Lower-than-expected profits from life insurance premiums has hit the New Zealand financial services arm of AMP in the pocket.
The company yesterday reported a 9 per cent drop in operating earnings to $29.3 million for the six months to June 30.
AMP Financial Services NZ managing director Jack Regan said the decrease was driven mainly by a fall in the profits the company had experienced versus that of what it had expected to make through its life insurance business. That business had been hit by people pulling out of their life insurance in the wake of the difficult economic climate and as a result of premium increases made in 2008.
A spokeswoman for AMP said although it had been a difficult decision to make, the premiums had been put up because there had been no increases since 2001. The number of policyholders who had stopped paying as a result of this had been less than expected.
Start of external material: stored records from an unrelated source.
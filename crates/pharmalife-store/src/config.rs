//! # Store Configuration
//!
//! Where the store keeps its data, and under which keys.
//!
//! ## Configuration Sources
//! ```text
//! ┌─────────────────────────────────────────────────────────────────────────┐
//! │                    Configuration Priority                               │
//! │                                                                         │
//! │  1. Environment Variables (highest priority)                           │
//! │     PHARMALIFE_DATA_DIR=/srv/pharmalife                                │
//! │     PHARMALIFE_DB_FILE=pharmalife.db                                   │
//! │     PHARMALIFE_BACKUP_DIR=/mnt/usb/backups                             │
//! │                                                                         │
//! │  2. TOML Config File                                                   │
//! │     ~/.config/pharmalife/store.toml (Linux)                            │
//! │     ~/Library/Application Support/com.pharmalife.store/store.toml      │
//! │                                                                         │
//! │  3. Default Values (lowest priority)                                   │
//! │     platform data dir, keys "main" / "pharmalife_db"                   │
//! └─────────────────────────────────────────────────────────────────────────┘
//! ```
//!
//! ## Configuration File Format
//! ```toml
//! [storage]
//! data_dir = "/var/lib/pharmalife"
//! database_file = "pharmalife.db"
//! legacy_dir = "legacy"
//! primary_key = "main"
//! legacy_key = "pharmalife_db"
//! max_connections = 2
//! connect_timeout_secs = 10
//!
//! [backup]
//! dir = "backups"
//! ```
//!
//! Relative `legacy_dir`, `database_file` and `backup.dir` are resolved
//! against `data_dir`.

use serde::{Deserialize, Serialize};
use std::path::{Path, PathBuf};
use std::time::Duration;
use tracing::{debug, info, warn};

use crate::error::{ConfigError, ConfigResult};

/// Key of the snapshot in the primary backend.
pub const DEFAULT_PRIMARY_KEY: &str = "main";

/// Key of the snapshot in the legacy backend.
pub const DEFAULT_LEGACY_KEY: &str = "pharmalife_db";

// =============================================================================
// Storage Settings
// =============================================================================

#[derive(Debug, Clone, PartialEq, Serialize, Deserialize)]
pub struct StorageSettings {
    /// Root directory for everything the store writes.
    #[serde(default = "default_data_dir")]
    pub data_dir: PathBuf,

    /// SQLite database file for the primary backend.
    #[serde(default = "default_database_file")]
    pub database_file: PathBuf,

    /// Directory of the flat-file legacy backend.
    #[serde(default = "default_legacy_dir")]
    pub legacy_dir: PathBuf,

    #[serde(default = "default_primary_key")]
    pub primary_key: String,

    #[serde(default = "default_legacy_key")]
    pub legacy_key: String,

    /// SQLite pool size. Writes are serialized by the writer task, so a
    /// small pool is enough.
    #[serde(default = "default_max_connections")]
    pub max_connections: u32,

    #[serde(default = "default_connect_timeout")]
    pub connect_timeout_secs: u64,
}

fn default_data_dir() -> PathBuf {
    directories::ProjectDirs::from("com", "pharmalife", "store")
        .map(|dirs| dirs.data_dir().to_path_buf())
        .unwrap_or_else(|| PathBuf::from("./pharmalife-data"))
}

fn default_database_file() -> PathBuf {
    PathBuf::from("pharmalife.db")
}

fn default_legacy_dir() -> PathBuf {
    PathBuf::from("legacy")
}

fn default_primary_key() -> String {
    DEFAULT_PRIMARY_KEY.to_string()
}

fn default_legacy_key() -> String {
    DEFAULT_LEGACY_KEY.to_string()
}

fn default_max_connections() -> u32 {
    2
}

fn default_connect_timeout() -> u64 {
    10
}

impl Default for StorageSettings {
    fn default() -> Self {
        StorageSettings {
            data_dir: default_data_dir(),
            database_file: default_database_file(),
            legacy_dir: default_legacy_dir(),
            primary_key: default_primary_key(),
            legacy_key: default_legacy_key(),
            max_connections: default_max_connections(),
            connect_timeout_secs: default_connect_timeout(),
        }
    }
}

// =============================================================================
// Backup Settings
// =============================================================================

#[derive(Debug, Clone, PartialEq, Serialize, Deserialize)]
pub struct BackupSettings {
    /// Where `export` writes backup files.
    #[serde(default = "default_backup_dir")]
    pub dir: PathBuf,
}

fn default_backup_dir() -> PathBuf {
    PathBuf::from("backups")
}

impl Default for BackupSettings {
    fn default() -> Self {
        BackupSettings {
            dir: default_backup_dir(),
        }
    }
}

// =============================================================================
// Store Configuration
// =============================================================================

#[derive(Debug, Clone, Default, PartialEq, Serialize, Deserialize)]
pub struct StoreConfig {
    #[serde(default)]
    pub storage: StorageSettings,

    #[serde(default)]
    pub backup: BackupSettings,
}

impl StoreConfig {
    /// Loads configuration from file, environment, and defaults.
    ///
    /// ## Load Order (later overrides earlier)
    /// 1. Default values
    /// 2. Config file (store.toml)
    /// 3. Environment variables
    pub fn load(config_path: Option<PathBuf>) -> ConfigResult<Self> {
        let mut config = Self::default();

        if let Some(path) = config_path.or_else(Self::default_config_path) {
            if path.exists() {
                info!(?path, "Loading store config from file");
                let contents = std::fs::read_to_string(&path)?;
                config = toml::from_str(&contents)?;
            } else {
                debug!(?path, "Config file not found, using defaults");
            }
        }

        config.apply_env_overrides();
        config.validate()?;

        Ok(config)
    }

    /// Loads config or returns default if load fails.
    pub fn load_or_default(config_path: Option<PathBuf>) -> Self {
        Self::load(config_path).unwrap_or_else(|e| {
            warn!("Failed to load store config: {}. Using defaults.", e);
            Self::default()
        })
    }

    /// Saves configuration to file.
    pub fn save(&self, config_path: Option<PathBuf>) -> ConfigResult<()> {
        let path = config_path
            .or_else(Self::default_config_path)
            .ok_or_else(|| ConfigError::Invalid("no config path available".into()))?;

        if let Some(parent) = path.parent() {
            std::fs::create_dir_all(parent)?;
        }

        let contents = toml::to_string_pretty(self)?;
        std::fs::write(&path, contents)?;

        info!(?path, "Store config saved");
        Ok(())
    }

    pub fn validate(&self) -> ConfigResult<()> {
        if self.storage.primary_key.trim().is_empty() {
            return Err(ConfigError::Invalid("primary_key must not be empty".into()));
        }

        if self.storage.legacy_key.trim().is_empty() {
            return Err(ConfigError::Invalid("legacy_key must not be empty".into()));
        }

        if self.storage.max_connections == 0 {
            return Err(ConfigError::Invalid(
                "max_connections must be greater than 0".into(),
            ));
        }

        if self.storage.database_file.as_os_str().is_empty() {
            return Err(ConfigError::Invalid("database_file must not be empty".into()));
        }

        Ok(())
    }

    fn apply_env_overrides(&mut self) {
        if let Ok(dir) = std::env::var("PHARMALIFE_DATA_DIR") {
            debug!(data_dir = %dir, "Overriding data dir from environment");
            self.storage.data_dir = PathBuf::from(dir);
        }

        if let Ok(file) = std::env::var("PHARMALIFE_DB_FILE") {
            debug!(database_file = %file, "Overriding database file from environment");
            self.storage.database_file = PathBuf::from(file);
        }

        if let Ok(dir) = std::env::var("PHARMALIFE_BACKUP_DIR") {
            self.backup.dir = PathBuf::from(dir);
        }
    }

    /// Returns the default config file path.
    pub fn default_config_path() -> Option<PathBuf> {
        directories::ProjectDirs::from("com", "pharmalife", "store")
            .map(|dirs| dirs.config_dir().join("store.toml"))
    }

    // =========================================================================
    // Resolved Paths
    // =========================================================================

    pub fn database_path(&self) -> PathBuf {
        self.resolve(&self.storage.database_file)
    }

    pub fn legacy_dir(&self) -> PathBuf {
        self.resolve(&self.storage.legacy_dir)
    }

    pub fn backup_dir(&self) -> PathBuf {
        self.resolve(&self.backup.dir)
    }

    pub fn connect_timeout(&self) -> Duration {
        Duration::from_secs(self.storage.connect_timeout_secs)
    }

    /// Points every path at `data_dir`, keeping relative layout.
    pub fn with_data_dir(mut self, data_dir: impl Into<PathBuf>) -> Self {
        self.storage.data_dir = data_dir.into();
        self
    }

    fn resolve(&self, path: &Path) -> PathBuf {
        if path.is_absolute() {
            path.to_path_buf()
        } else {
            self.storage.data_dir.join(path)
        }
    }
}
//! Declarations that types refer to.
//!
//! Type nodes hold only ids; everything else about a record, enum, class
//! interface or template lives behind the [`DeclStore`] seam. A front end
//! implements the trait over its own AST. [`DeclTable`] is a small
//! in-memory implementation used by tools and tests.

use alloc::vec::Vec;
use core::cell::RefCell;

use bitflags::bitflags;
use bumpalo::Bump;

use crate::core::{
    EnumId, ExprRef, InterfaceId, ProtocolId, QualType, RecordId, TemplateId, TypeParamId, TypedefId,
};
use crate::linkage::{Linkage, Visibility};

/// Read access to declarations, keyed by the ids stored in type nodes.
///
/// Ids handed to a store must have been issued by it.
pub trait DeclStore<'tcx> {
    fn record(&self, id: RecordId) -> &'tcx RecordDecl<'tcx>;
    fn enum_decl(&self, id: EnumId) -> &'tcx EnumDecl<'tcx>;
    fn typedef(&self, id: TypedefId) -> &'tcx TypedefDecl<'tcx>;
    fn interface(&self, id: InterfaceId) -> &'tcx InterfaceDecl<'tcx>;
    fn type_param(&self, id: TypeParamId) -> &'tcx TypeParamDecl<'tcx>;
    fn protocol(&self, id: ProtocolId) -> &'tcx ProtocolDecl<'tcx>;
    fn template(&self, id: TemplateId) -> &'tcx TemplateDecl<'tcx>;
}

/// Constant evaluation of expressions embedded in types.
pub trait ExprStore {
    /// Evaluates a non-dependent expression as a boolean, if it is constant.
    fn evaluate_as_bool(&self, expr: ExprRef) -> Option<bool>;
}

/// An expression store that knows no constants.
#[derive(Debug, Clone, Copy, Default)]
pub struct NoExprs;

impl ExprStore for NoExprs {
    fn evaluate_as_bool(&self, _expr: ExprRef) -> Option<bool> {
        None
    }
}

// === Records ===

#[derive(Clone, Copy, PartialEq, Eq, Debug)]
pub enum TagKind {
    Struct,
    Class,
    Union,
    Interface,
}

bitflags! {
    #[derive(Clone, Copy, PartialEq, Eq, Hash, Debug, Default)]
    pub struct RecordFlags: u16 {
        /// The definition has been seen.
        const COMPLETE = 1;
        /// Declared in C++, so the class-level flags below are meaningful.
        const CXX = 1 << 1;
        /// A member of a class template pattern.
        const DEPENDENT = 1 << 2;
        /// The closure type of a lambda.
        const LAMBDA = 1 << 3;
        const PACKED = 1 << 4;
        /// Declared inside a function body.
        const IN_FUNCTION = 1 << 5;
        /// An anonymous record named for linkage purposes by a typedef.
        const TYPEDEF_NAME_FOR_LINKAGE = 1 << 6;
    }
}

bitflags! {
    /// Class-level properties a C++ front end computes from the definition.
    #[derive(Clone, Copy, PartialEq, Eq, Hash, Debug, Default)]
    pub struct CxxRecordFlags: u16 {
        const HAS_DEFAULT_CTOR = 1;
        const HAS_NON_TRIVIAL_DEFAULT_CTOR = 1 << 1;
        const TRIVIALLY_COPYABLE = 1 << 2;
        const HAS_NON_TRIVIAL_DTOR = 1 << 3;
        const STANDARD_LAYOUT = 1 << 4;
        const TRIVIAL = 1 << 5;
        const LITERAL = 1 << 6;
        const AGGREGATE = 1 << 7;
        const POD = 1 << 8;
        /// No non-static data members, virtual functions or virtual bases,
        /// and only empty bases.
        const EMPTY = 1 << 9;
        /// Has a virtual function table pointer.
        const DYNAMIC = 1 << 10;
    }
}

impl CxxRecordFlags {
    /// Flags of a class that behaves exactly like a C struct.
    pub const fn plain_old_data() -> Self {
        CxxRecordFlags::HAS_DEFAULT_CTOR
            .union(CxxRecordFlags::TRIVIALLY_COPYABLE)
            .union(CxxRecordFlags::STANDARD_LAYOUT)
            .union(CxxRecordFlags::TRIVIAL)
            .union(CxxRecordFlags::LITERAL)
            .union(CxxRecordFlags::AGGREGATE)
            .union(CxxRecordFlags::POD)
    }
}

#[derive(Clone, Copy, Debug)]
pub struct FieldDecl<'tcx> {
    pub name: &'tcx str,
    pub ty: QualType<'tcx>,
    /// A bounds declaration is attached to the field.
    pub has_bounds_expr: bool,
}

impl<'tcx> FieldDecl<'tcx> {
    pub fn new(name: &'tcx str, ty: QualType<'tcx>) -> Self {
        Self { name, ty, has_bounds_expr: false }
    }

    pub fn with_bounds(self) -> Self {
        Self { has_bounds_expr: true, ..self }
    }
}

#[derive(Clone, Copy, Debug)]
pub struct BaseSpec<'tcx> {
    pub ty: QualType<'tcx>,
    pub is_virtual: bool,
}

impl<'tcx> BaseSpec<'tcx> {
    pub fn new(ty: QualType<'tcx>) -> Self {
        Self { ty, is_virtual: false }
    }

    pub fn virtual_base(ty: QualType<'tcx>) -> Self {
        Self { ty, is_virtual: true }
    }
}

#[derive(Clone, Copy, Debug)]
pub struct RecordDecl<'tcx> {
    pub name: Option<&'tcx str>,
    pub tag: TagKind,
    pub flags: RecordFlags,
    pub cxx: CxxRecordFlags,
    pub fields: &'tcx [FieldDecl<'tcx>],
    pub bases: &'tcx [BaseSpec<'tcx>],
    pub linkage: Linkage,
    pub visibility: Visibility,
}

impl<'tcx> RecordDecl<'tcx> {
    pub fn new(tag: TagKind, name: Option<&'tcx str>) -> Self {
        Self {
            name,
            tag,
            flags: RecordFlags::empty(),
            cxx: CxxRecordFlags::empty(),
            fields: &[],
            bases: &[],
            linkage: Linkage::External,
            visibility: Visibility::Default,
        }
    }

    pub fn with_flags(self, flags: RecordFlags) -> Self {
        Self { flags: self.flags | flags, ..self }
    }

    pub fn with_cxx(self, cxx: CxxRecordFlags) -> Self {
        Self { flags: self.flags | RecordFlags::CXX, cxx: self.cxx | cxx, ..self }
    }

    pub fn with_linkage(self, linkage: Linkage, visibility: Visibility) -> Self {
        Self { linkage, visibility, ..self }
    }

    pub fn is_complete(&self) -> bool {
        self.flags.contains(RecordFlags::COMPLETE)
    }

    pub fn is_cxx(&self) -> bool {
        self.flags.contains(RecordFlags::CXX)
    }

    pub fn is_dependent(&self) -> bool {
        self.flags.contains(RecordFlags::DEPENDENT)
    }

    pub fn is_lambda(&self) -> bool {
        self.flags.contains(RecordFlags::LAMBDA)
    }

    pub fn is_packed(&self) -> bool {
        self.flags.contains(RecordFlags::PACKED)
    }

    pub fn is_union(&self) -> bool {
        self.tag == TagKind::Union
    }

    pub fn has_cxx_flag(&self, flag: CxxRecordFlags) -> bool {
        self.is_cxx() && self.cxx.contains(flag)
    }

    pub fn is_empty_class(&self) -> bool {
        self.has_cxx_flag(CxxRecordFlags::EMPTY)
    }

    pub fn has_name_for_linkage(&self) -> bool {
        self.name.is_some() || self.flags.contains(RecordFlags::TYPEDEF_NAME_FOR_LINKAGE)
    }

    pub fn is_in_function(&self) -> bool {
        self.flags.contains(RecordFlags::IN_FUNCTION)
    }
}

// === Enums and typedefs ===

#[derive(Clone, Copy, Debug)]
pub struct EnumDecl<'tcx> {
    pub name: Option<&'tcx str>,
    pub complete: bool,
    /// Declared with an explicit underlying type.
    pub fixed: bool,
    pub scoped: bool,
    pub dependent: bool,
    pub in_function: bool,
    pub underlying: QualType<'tcx>,
    pub linkage: Linkage,
    pub visibility: Visibility,
}

impl<'tcx> EnumDecl<'tcx> {
    /// A complete, unscoped enum with the given underlying type.
    pub fn new(name: Option<&'tcx str>, underlying: QualType<'tcx>) -> Self {
        Self {
            name,
            complete: true,
            fixed: false,
            scoped: false,
            dependent: false,
            in_function: false,
            underlying,
            linkage: Linkage::External,
            visibility: Visibility::Default,
        }
    }

    pub fn scoped(self) -> Self {
        Self { scoped: true, fixed: true, ..self }
    }

    pub fn incomplete(self) -> Self {
        Self { complete: false, ..self }
    }

    /// Defined, or declared with a fixed underlying type.
    pub fn is_complete(&self) -> bool {
        self.complete || self.fixed
    }
}

#[derive(Clone, Copy, Debug)]
pub struct TypedefDecl<'tcx> {
    pub name: &'tcx str,
    pub underlying: QualType<'tcx>,
}

// === Objective-C ===

#[derive(Clone, Copy, Debug)]
pub struct InterfaceDecl<'tcx> {
    pub name: &'tcx str,
    pub has_definition: bool,
    /// The superclass as written, possibly specialized (`NSArray<T>`).
    pub superclass: Option<QualType<'tcx>>,
    /// `None` for a class that is not parameterized.
    pub type_params: Option<&'tcx [TypeParamId]>,
    pub linkage: Linkage,
    pub visibility: Visibility,
}

impl<'tcx> InterfaceDecl<'tcx> {
    pub fn new(name: &'tcx str) -> Self {
        Self {
            name,
            has_definition: true,
            superclass: None,
            type_params: None,
            linkage: Linkage::External,
            visibility: Visibility::Default,
        }
    }

    pub fn type_params(&self) -> &'tcx [TypeParamId] {
        self.type_params.unwrap_or(&[])
    }

    pub fn is_parameterized(&self) -> bool {
        self.type_params.is_some()
    }
}

#[derive(Clone, Copy, PartialEq, Eq, Debug, Default)]
pub enum Variance {
    #[default]
    Invariant,
    Covariant,
    Contravariant,
}

#[derive(Clone, Copy, Debug)]
pub struct TypeParamDecl<'tcx> {
    pub name: &'tcx str,
    /// Position in the owning class's parameter list.
    pub index: u32,
    /// Upper bound; an object pointer type, `id` when unbounded.
    pub bound: QualType<'tcx>,
    pub variance: Variance,
}

#[derive(Clone, Copy, Debug)]
pub struct ProtocolDecl<'tcx> {
    pub name: &'tcx str,
}

// === Templates ===

#[derive(Clone, Copy, PartialEq, Eq, Debug)]
pub enum TemplateKind {
    Class,
    Alias,
    Function,
    Variable,
}

#[derive(Clone, Copy, Debug)]
pub struct TemplateDecl<'tcx> {
    pub name: &'tcx str,
    pub kind: TemplateKind,
}

impl<'tcx> TemplateDecl<'tcx> {
    pub fn is_class_template(&self) -> bool {
        self.kind == TemplateKind::Class
    }
}

// === In-memory store ===

/// A growable [`DeclStore`] whose declarations live in an arena.
///
/// Declarations are immutable once handed out; `update_*` replaces the
/// stored reference, so types interned earlier keep seeing the flags they
/// were created with. Dependence in particular must be set up front.
pub struct DeclTable<'tcx> {
    arena: &'tcx Bump,
    records: RefCell<Vec<&'tcx RecordDecl<'tcx>>>,
    enums: RefCell<Vec<&'tcx EnumDecl<'tcx>>>,
    typedefs: RefCell<Vec<&'tcx TypedefDecl<'tcx>>>,
    interfaces: RefCell<Vec<&'tcx InterfaceDecl<'tcx>>>,
    type_params: RefCell<Vec<&'tcx TypeParamDecl<'tcx>>>,
    protocols: RefCell<Vec<&'tcx ProtocolDecl<'tcx>>>,
    templates: RefCell<Vec<&'tcx TemplateDecl<'tcx>>>,
}

fn push<'tcx, T>(arena: &'tcx Bump, table: &RefCell<Vec<&'tcx T>>, decl: T) -> u32 {
    let mut table = table.borrow_mut();
    let id = u32::try_from(table.len()).expect("declaration table overflow");
    table.push(arena.alloc(decl));
    id
}

fn replace<'tcx, T: Copy>(
    arena: &'tcx Bump,
    table: &RefCell<Vec<&'tcx T>>,
    index: usize,
    f: impl FnOnce(&mut T),
) {
    let mut table = table.borrow_mut();
    let mut decl = *table[index];
    f(&mut decl);
    table[index] = arena.alloc(decl);
}

impl<'tcx> DeclTable<'tcx> {
    pub fn new(arena: &'tcx Bump) -> Self {
        Self {
            arena,
            records: RefCell::new(Vec::new()),
            enums: RefCell::new(Vec::new()),
            typedefs: RefCell::new(Vec::new()),
            interfaces: RefCell::new(Vec::new()),
            type_params: RefCell::new(Vec::new()),
            protocols: RefCell::new(Vec::new()),
            templates: RefCell::new(Vec::new()),
        }
    }

    pub fn alloc_str(&self, s: &str) -> &'tcx str {
        self.arena.alloc_str(s)
    }

    pub fn add_record(&self, decl: RecordDecl<'tcx>) -> RecordId {
        RecordId(push(self.arena, &self.records, decl))
    }

    pub fn update_record(&self, id: RecordId, f: impl FnOnce(&mut RecordDecl<'tcx>)) {
        replace(self.arena, &self.records, id.index(), f)
    }

    /// Declares a C struct without defining it.
    pub fn declare_struct(&self, name: &'tcx str) -> RecordId {
        self.add_record(RecordDecl::new(TagKind::Struct, Some(name)))
    }

    /// Declares a C++ class without defining it.
    pub fn declare_class(&self, tag: TagKind, name: &'tcx str) -> RecordId {
        self.add_record(RecordDecl::new(tag, Some(name)).with_flags(RecordFlags::CXX))
    }

    /// Completes a record with its fields.
    pub fn define_record(&self, id: RecordId, fields: impl IntoIterator<Item = FieldDecl<'tcx>>) {
        let fields: Vec<FieldDecl<'tcx>> = fields.into_iter().collect();
        let fields = self.arena.alloc_slice_copy(&fields);
        self.update_record(id, |decl| {
            decl.fields = fields;
            decl.flags |= RecordFlags::COMPLETE;
        });
    }

    pub fn set_bases(&self, id: RecordId, bases: &[BaseSpec<'tcx>]) {
        let bases = self.arena.alloc_slice_copy(bases);
        self.update_record(id, |decl| decl.bases = bases);
    }

    pub fn add_enum(&self, decl: EnumDecl<'tcx>) -> EnumId {
        EnumId(push(self.arena, &self.enums, decl))
    }

    pub fn add_typedef(&self, name: &'tcx str, underlying: QualType<'tcx>) -> TypedefId {
        TypedefId(push(self.arena, &self.typedefs, TypedefDecl { name, underlying }))
    }

    pub fn add_interface(&self, decl: InterfaceDecl<'tcx>) -> InterfaceId {
        InterfaceId(push(self.arena, &self.interfaces, decl))
    }

    pub fn update_interface(&self, id: InterfaceId, f: impl FnOnce(&mut InterfaceDecl<'tcx>)) {
        replace(self.arena, &self.interfaces, id.index(), f)
    }

    /// Adds type parameters to a class, in order, returning their ids.
    pub fn set_type_params(
        &self,
        owner: InterfaceId,
        params: impl IntoIterator<Item = (&'tcx str, QualType<'tcx>)>,
    ) -> &'tcx [TypeParamId] {
        let mut ids = Vec::new();
        for (index, (name, bound)) in params.into_iter().enumerate() {
            let index = u32::try_from(index).expect("too many type parameters");
            let decl = TypeParamDecl { name, index, bound, variance: Variance::Invariant };
            ids.push(TypeParamId(push(self.arena, &self.type_params, decl)));
        }
        let ids = self.arena.alloc_slice_copy(&ids);
        self.update_interface(owner, |decl| decl.type_params = Some(ids));
        ids
    }

    pub fn add_protocol(&self, name: &'tcx str) -> ProtocolId {
        ProtocolId(push(self.arena, &self.protocols, ProtocolDecl { name }))
    }

    pub fn add_template(&self, name: &'tcx str, kind: TemplateKind) -> TemplateId {
        TemplateId(push(self.arena, &self.templates, TemplateDecl { name, kind }))
    }
}

impl<'tcx> DeclStore<'tcx> for DeclTable<'tcx> {
    fn record(&self, id: RecordId) -> &'tcx RecordDecl<'tcx> {
        self.records.borrow()[id.index()]
    }

    fn enum_decl(&self, id: EnumId) -> &'tcx EnumDecl<'tcx> {
        self.enums.borrow()[id.index()]
    }

    fn typedef(&self, id: TypedefId) -> &'tcx TypedefDecl<'tcx> {
        self.typedefs.borrow()[id.index()]
    }

    fn interface(&self, id: InterfaceId) -> &'tcx InterfaceDecl<'tcx> {
        self.interfaces.borrow()[id.index()]
    }

    fn type_param(&self, id: TypeParamId) -> &'tcx TypeParamDecl<'tcx> {
        self.type_params.borrow()[id.index()]
    }

    fn protocol(&self, id: ProtocolId) -> &'tcx ProtocolDecl<'tcx> {
        self.protocols.borrow()[id.index()]
    }

    fn template(&self, id: TemplateId) -> &'tcx TemplateDecl<'tcx> {
        self.templates.borrow()[id.index()]
    }
}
Lower bond and cash rates had also added to the pressure on overall margins.
However, the business benefited strongly from KiwiSaver. Regan said net cashflows increased 63 per cent on last year to $109 million mainly driven by KiwiSaver.
AMP is one of the six government-selected default scheme providers of KiwiSaver and has more than 105,000 members making it the third largest provider.
Regan said AMP had maintained a 14 per cent share of KiwiSaver's total funds under management. The company had also benefited from cutting its expenses by 16 per cent to $33 million after the business consolidated more of its operations, moving them from Wellington to Auckland.
Regan said the first half results reflected a sustained period of economic recession and its impact on AMP's customers.
Parent company Sydney-based AMP Ltd, Australia's biggest superannuation provider, said net profit declined to A$362 million in the half year, from A$366 million in the previous corresponding half.
Underlying profit, AMP's preferred measure because it excluded the effects of market volatility, fell 16 per cent to A$367 million.
Chief executive Craig Dunn said that while the economic outlook looked more promising, the market was likely to be subject to volatility and subdued investor sentiment.
Dunn said the biggest challenge the company faced was a shift from commission to fee-based advice. The company would move to the new model in Australia by June but Dunn said the New Zealand market was very different and he gave no guarantees that New Zealand would also move to a fee-based model in the future.
AMP has 380 advisers in New Zealand.